Before the U.S. invasion, it would have cost $50 to $60 monthly to rent a small house near Kabul City. Now the price had been hiked up to $1,500 a month. But in the upscale Wazir Akbar Khan district of Kabul, prices were insane. It used to cost about $300 a month to rent a nice house there. Now, prices had soared from $5,000 up to a whopping $15,000 a month—higher than the cost of living in most areas of Beverly Hills.
All this so-called development wasn’t for Afghans or even for Afghanistan. It was for European and American NGOs, for people who chat up their sat phone bills and hook up their Sony Vaios at cybercafes. These were the sorts who stayed at the InterContinental— or Kabul’s new decadent Serena Hotel, where guests could drop $350 a night for a room or $1,200 a night for a presidential suite. The average Afghan would have to work for more than four years to be able to afford a single night there.
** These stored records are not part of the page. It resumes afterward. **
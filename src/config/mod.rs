//! Configuration Management
//!
//! Hierarchical resolution:
//! 1. Built-in defaults
//! 2. Global config (~/.config/flutter-summary/config.toml)
//! 3. Project config (./.flutter-summary.toml)
//! 4. Environment variables (FLUTTER_SUMMARY_*)
//! 5. CLI arguments (highest priority)

mod loader;
mod types;

pub use loader::ConfigLoader;
pub use types::*;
When I visited the Kabul City Centre, a massive, multimillion dollar megamall with shiny golden escalators and glass elevators, it was more of the same. Rich Europeans, Americans, and Afghans who lived abroad were passing their time shopping for high-end electronics, designer clothing, precious stones, Swiss watches, and antiques. The stores displayed limited-edition U2 iPods and multiple-stranded ruby and emerald necklaces. The only currency accepted was dollars. With the holiday season fast approaching, there were signs for Christmas specials everywhere. It seemed a little odd in a predominantly Muslim country.
Outside the mammoth mall of decadence, it was another story. The typically proud Pashtuns had resorted to begging. It was the only way to benefit from the grand development going on all around them. Afghan boys and girls in tattered clothing gathered in the piercing cold winter winds. They held out their dirty hands, hoping that a wealthy shopper would take pity. Some had lost legs to land mines and dragged their bodies across the icy pavement as shoppers mostly averted their gazes and walked quickly toward warm waiting Land Rovers.
The UN Department of Humanitarian Affairs estimates there are about ten million land mines scattered throughout Afghanistan, many of them remnants of the 1980s Russian invasion. An estimated eight hundred thousand Afghans have been maimed by the devices in the ensuing decades. UNICEF estimates that twenty to twenty-five people are wounded every day and that 4 percent of the Afghan population has been disabled by exploding land mines. You could see the legless people on crutches or in wheelchairs everywhere.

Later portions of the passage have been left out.